The two parties will work together to provide wireless remote ultrasonic diagnosis applications based on Huawei's wireless connection technologies and MGI's remote ultrasonic diagnosis system.

December 13, 2017

2 Min Read

LONDON -- At the 8th Global Mobile Broadband Forum, Huawei Wireless X Labs and MGI signed a memorandum of understanding (MoU) on wireless telemedicine. In 2018, the two parties will work together to provide wireless remote ultrasonic diagnosis applications based on Huawei's wireless connection technologies and MGI's remote ultrasonic diagnosis system. It will be the industry's first use of mobile network technologies in real-time operation applications for telemedicine.

Healthcare resources are becoming an increasingly serious issue worldwide. There are even less healthcare resources in remote or hard to access areas, such as plateaus, distant frontiers, disaster-stricken areas, or on the open sea. Telemedicine can eliminate geographical limitations. Doctors and patients no longer need to be in the same room. Patients can spend less time and money traveling to access medical care, and the medical experts can work more efficiently.

The telemedicine applications related to remote real-time operations, such as remote ultrasonic detection or remote surgery, are difficult to implement due to their requirements for high bandwidth and low latency.
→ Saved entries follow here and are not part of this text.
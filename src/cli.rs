use crate::config::load_config;
use crate::dump::{SessionDump, write_session_dump};
use crate::geometry::{Position, Size};
use crate::model::{GateType, NodeKind, NodePatch};
use crate::routing::{
    PortSide, RoutingOptions, calculate_orthogonal_path, simplify_orthogonal_path, to_flat,
};
use crate::session::DiagramSession;
use anyhow::{Context, Result};
use clap::{Args as ClapArgs, Parser, Subcommand, ValueEnum};
use once_cell::sync::Lazy;
use regex::Regex;
use serde::Deserialize;
use std::collections::HashMap;
use std::io::{self, Read};
use std::path::{Path, PathBuf};
use tracing_subscriber::EnvFilter;

static POINT_RE: Lazy<Regex> = Lazy::new(|| {
    Regex::new(r"^\s*(-?\d+(?:\.\d+)?)\s*,\s*(-?\d+(?:\.\d+)?)\s*$").unwrap()
});

#[derive(Parser, Debug)]
#[command(name = "gateflow", version, about = "Orthogonal wire routing for logic-gate diagrams")]
pub struct Args {
    #[command(subcommand)]
    pub command: Command,
}

#[derive(Subcommand, Debug)]
pub enum Command {
    /// Route a single wire between two points and print the flat point list
    Route(RouteArgs),
    /// Build a diagram from a scene file and print its routed connections
    Scene(SceneArgs),
}

#[derive(ClapArgs, Debug)]
pub struct RouteArgs {
    /// Start point as X,Y
    #[arg(long = "from", value_parser = parse_point, allow_hyphen_values = true)]
    pub from: Position,

    /// End point as X,Y
    #[arg(long = "to", value_parser = parse_point, allow_hyphen_values = true)]
    pub to: Position,

    /// Side the start port faces
    #[arg(long = "from-side", value_enum, default_value = "right")]
    pub from_side: SideArg,

    /// Side the end port faces
    #[arg(long = "to-side", value_enum, default_value = "left")]
    pub to_side: SideArg,

    /// Stub length before the first turn
    #[arg(long = "offset", default_value_t = crate::routing::DEFAULT_OFFSET_FROM_PORT)]
    pub offset: f32,

    /// Manual waypoint as X,Y (repeatable, replaces automatic routing)
    #[arg(short = 'w', long = "waypoint", value_parser = parse_point, allow_hyphen_values = true)]
    pub waypoints: Vec<Position>,

    /// Drop redundant collinear points
    #[arg(long = "simplify")]
    pub simplify: bool,
}

#[derive(ClapArgs, Debug)]
pub struct SceneArgs {
    /// Scene file (JSON or JSON5) or '-' for stdin
    #[arg(short = 'i', long = "input")]
    pub input: Option<PathBuf>,

    /// Output file. Defaults to stdout.
    #[arg(short = 'o', long = "output")]
    pub output: Option<PathBuf>,

    /// Config file (JSON or JSON5)
    #[arg(short = 'c', long = "config")]
    pub config: Option<PathBuf>,
}

#[derive(ValueEnum, Debug, Clone, Copy)]
pub enum SideArg {
    Left,
    Right,
}

impl From<SideArg> for PortSide {
    fn from(side: SideArg) -> Self {
        match side {
            SideArg::Left => PortSide::Left,
            SideArg::Right => PortSide::Right,
        }
    }
}

pub fn run() -> Result<()> {
    init_tracing();
    let args = Args::parse();
    match args.command {
        Command::Route(route) => run_route(&route),
        Command::Scene(scene) => run_scene(&scene),
    }
}

fn init_tracing() {
    let filter = EnvFilter::try_from_default_env().unwrap_or_else(|_| EnvFilter::new("warn"));
    let _ = tracing_subscriber::fmt()
        .with_env_filter(filter)
        .with_writer(io::stderr)
        .try_init();
}

fn run_route(args: &RouteArgs) -> Result<()> {
    let options = RoutingOptions {
        custom_waypoints: args.waypoints.clone(),
        ..RoutingOptions::with_offset(args.offset)
    };
    let mut points = calculate_orthogonal_path(
        args.from,
        args.to,
        args.from_side.into(),
        args.to_side.into(),
        &options,
    );
    if args.simplify {
        points = simplify_orthogonal_path(&points);
    }
    println!("{}", serde_json::to_string(&to_flat(&points))?);
    Ok(())
}

fn run_scene(args: &SceneArgs) -> Result<()> {
    let config = load_config(args.config.as_deref())?;
    let text = read_input(args.input.as_deref())?;
    let scene = Scene::parse(&text)?;
    let session = scene.build(DiagramSession::new(config))?;

    match args.output.as_deref() {
        Some(path) => write_session_dump(path, &session)?,
        None => {
            let dump = SessionDump::from_session(&session);
            println!("{}", serde_json::to_string_pretty(&dump)?);
        }
    }
    Ok(())
}

fn read_input(path: Option<&Path>) -> Result<String> {
    if let Some(path) = path
        && path != Path::new("-")
    {
        return std::fs::read_to_string(path)
            .with_context(|| format!("failed to read scene {}", path.display()));
    }
    let mut buf = String::new();
    io::stdin().read_to_string(&mut buf)?;
    Ok(buf)
}

pub fn parse_point(raw: &str) -> std::result::Result<Position, String> {
    let caps = POINT_RE
        .captures(raw)
        .ok_or_else(|| format!("expected X,Y but got '{raw}'"))?;
    let coord = |idx: usize| -> std::result::Result<f32, String> {
        caps[idx]
            .parse::<f32>()
            .map_err(|err| format!("bad coordinate '{}': {err}", &caps[idx]))
    };
    Ok(Position::new(coord(1)?, coord(2)?))
}

// ── Scene input ─────────────────────────────────────────────────────

/// Input-only scene description for building a session from the command line.
#[derive(Debug, Deserialize)]
#[serde(rename_all = "camelCase")]
struct Scene {
    #[serde(default)]
    nodes: Vec<SceneNode>,
    #[serde(default)]
    connections: Vec<SceneConnection>,
}

#[derive(Debug, Deserialize)]
#[serde(rename_all = "camelCase")]
struct SceneNode {
    id: String,
    /// "tag", "junction" or a gate name such as "AND".
    kind: String,
    x: f32,
    y: f32,
    label: Option<String>,
    width: Option<f32>,
    height: Option<f32>,
}

#[derive(Debug, Deserialize)]
#[serde(rename_all = "camelCase")]
struct SceneConnection {
    /// `node.suffix`, e.g. `in1.out` or `g1.in-0`.
    from: String,
    to: String,
    #[serde(default)]
    waypoints: Vec<[f32; 2]>,
}

impl Scene {
    fn parse(text: &str) -> Result<Self> {
        match serde_json::from_str::<Scene>(text) {
            Ok(scene) => Ok(scene),
            Err(json_err) => json5::from_str::<Scene>(text)
                .map_err(|json5_err| anyhow::anyhow!("invalid scene: {json_err}; json5: {json5_err}")),
        }
    }

    fn build(self, mut session: DiagramSession) -> Result<DiagramSession> {
        let mut ids: HashMap<String, String> = HashMap::new();
        for node in &self.nodes {
            let kind = parse_kind(&node.kind)
                .with_context(|| format!("node '{}' has unknown kind '{}'", node.id, node.kind))?;
            let label = node.label.clone().unwrap_or_else(|| node.kind.to_uppercase());
            let session_id = session.add_node(kind, Position::new(node.x, node.y), label);
            if node.width.is_some() || node.height.is_some() {
                let default = kind.default_size(&session.config().nodes);
                let size = Size::new(
                    node.width.unwrap_or(default.width),
                    node.height.unwrap_or(default.height),
                );
                session.update_node(
                    &session_id,
                    NodePatch {
                        size: Some(size),
                        ..NodePatch::default()
                    },
                )?;
            }
            ids.insert(node.id.clone(), session_id);
        }

        for conn in &self.connections {
            let from = resolve_port(&ids, &conn.from)?;
            let to = resolve_port(&ids, &conn.to)?;
            let id = session
                .connect(&from, &to)
                .with_context(|| format!("cannot connect {} -> {}", conn.from, conn.to))?;
            if !conn.waypoints.is_empty() {
                let waypoints = conn.waypoints.iter().map(|&[x, y]| Position::new(x, y)).collect();
                session.set_waypoints(&id, waypoints);
            }
        }
        Ok(session)
    }
}

fn parse_kind(raw: &str) -> Option<NodeKind> {
    match raw.trim().to_ascii_lowercase().as_str() {
        "tag" => Some(NodeKind::Tag),
        "junction" => Some(NodeKind::Junction),
        other => GateType::from_token(other).map(|gate| NodeKind::Gate { gate }),
    }
}

fn resolve_port(ids: &HashMap<String, String>, raw: &str) -> Result<String> {
    let (node, suffix) = raw
        .split_once('.')
        .with_context(|| format!("port reference '{raw}' must look like node.port"))?;
    let session_id = ids
        .get(node)
        .with_context(|| format!("port reference '{raw}' names unknown node '{node}'"))?;
    Ok(crate::model::port_id(session_id, suffix))
}

#[cfg(test)]
mod tests {
    use super::*;

    #[test]
    fn points_parse_with_spaces_and_signs() {
        assert_eq!(parse_point("10,20").unwrap(), Position::new(10.0, 20.0));
        assert_eq!(parse_point(" -5.5 , 0 ").unwrap(), Position::new(-5.5, 0.0));
        assert!(parse_point("10;20").is_err());
        assert!(parse_point("x,1").is_err());
    }

    #[test]
    fn route_args_parse() {
        let args = Args::try_parse_from([
            "gateflow", "route", "--from", "0,50", "--to", "-60,200", "--from-side", "left",
            "--to-side", "right", "--offset", "40",
        ])
        .unwrap();
        let Command::Route(route) = args.command else {
            panic!("expected route subcommand");
        };
        assert_eq!(route.to, Position::new(-60.0, 200.0));
        assert!(matches!(route.from_side, SideArg::Left));
        assert_eq!(route.offset, 40.0);
        assert!(!route.simplify);
    }

    #[test]
    fn scene_builds_a_wired_session() {
        let text = r#"{
            // json5 is fine too
            nodes: [
                { id: "in1", kind: "tag", x: 0, y: 0 },
                { id: "g1", kind: "and", x: 300, y: 0 },
                { id: "j", kind: "junction", x: 500, y: 100, width: 12, height: 12 },
            ],
            connections: [
                { from: "in1.out", to: "g1.in-0" },
                { from: "g1.out", to: "j.left", waypoints: [[450, 30], [450, 106]] },
            ],
        }"#;
        let scene = Scene::parse(text).unwrap();
        let session = scene.build(DiagramSession::default()).unwrap();
        assert_eq!(session.nodes().len(), 3);
        assert_eq!(session.connections().len(), 2);
        assert_eq!(
            session.absolute_port_position("node-3-left"),
            Some(Position::new(500.0, 106.0))
        );
        let routed = session.routed_connections();
        assert_eq!(routed[1].points.len(), 4);
    }

    #[test]
    fn scene_errors_name_the_problem() {
        let bad_kind = Scene::parse(r#"{"nodes":[{"id":"x","kind":"XOR","x":0,"y":0}]}"#).unwrap();
        let err = bad_kind.build(DiagramSession::default()).unwrap_err();
        assert!(err.to_string().contains("unknown kind"));

        let bad_port = Scene::parse(r#"{"connections":[{"from":"a.out","to":"b.in"}]}"#).unwrap();
        assert!(bad_port.build(DiagramSession::default()).is_err());
    }
}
For example, the movements of the doctor's hands, the image transmission, and the force feedback must be tightly synchronized, which is hard to realize under the current network conditions.

To resolve this issue, Huawei Wireless X Labs and MGI will use 4.5G and 5G network technologies to provide data connections for remote ultrasonic robots. This will enable doctors to control ultrasonic probes on the patient side for diagnosis. 4.5G and 5G networks provide plenty of bandwidth. They can provide dozens of megabits per second for onsite audio, video, and B-mode ultrasonic examination images. The low latency boasted by 4.5G and 5G networks ensures that the force feedback from patient sensors transmitted to their doctor's touch sensitive devices in just milliseconds. With 4.5G and 5G networks, ultrasonic images can be transmitted to the cloud for real-time analysis to assist with diagnosis at multiple levels.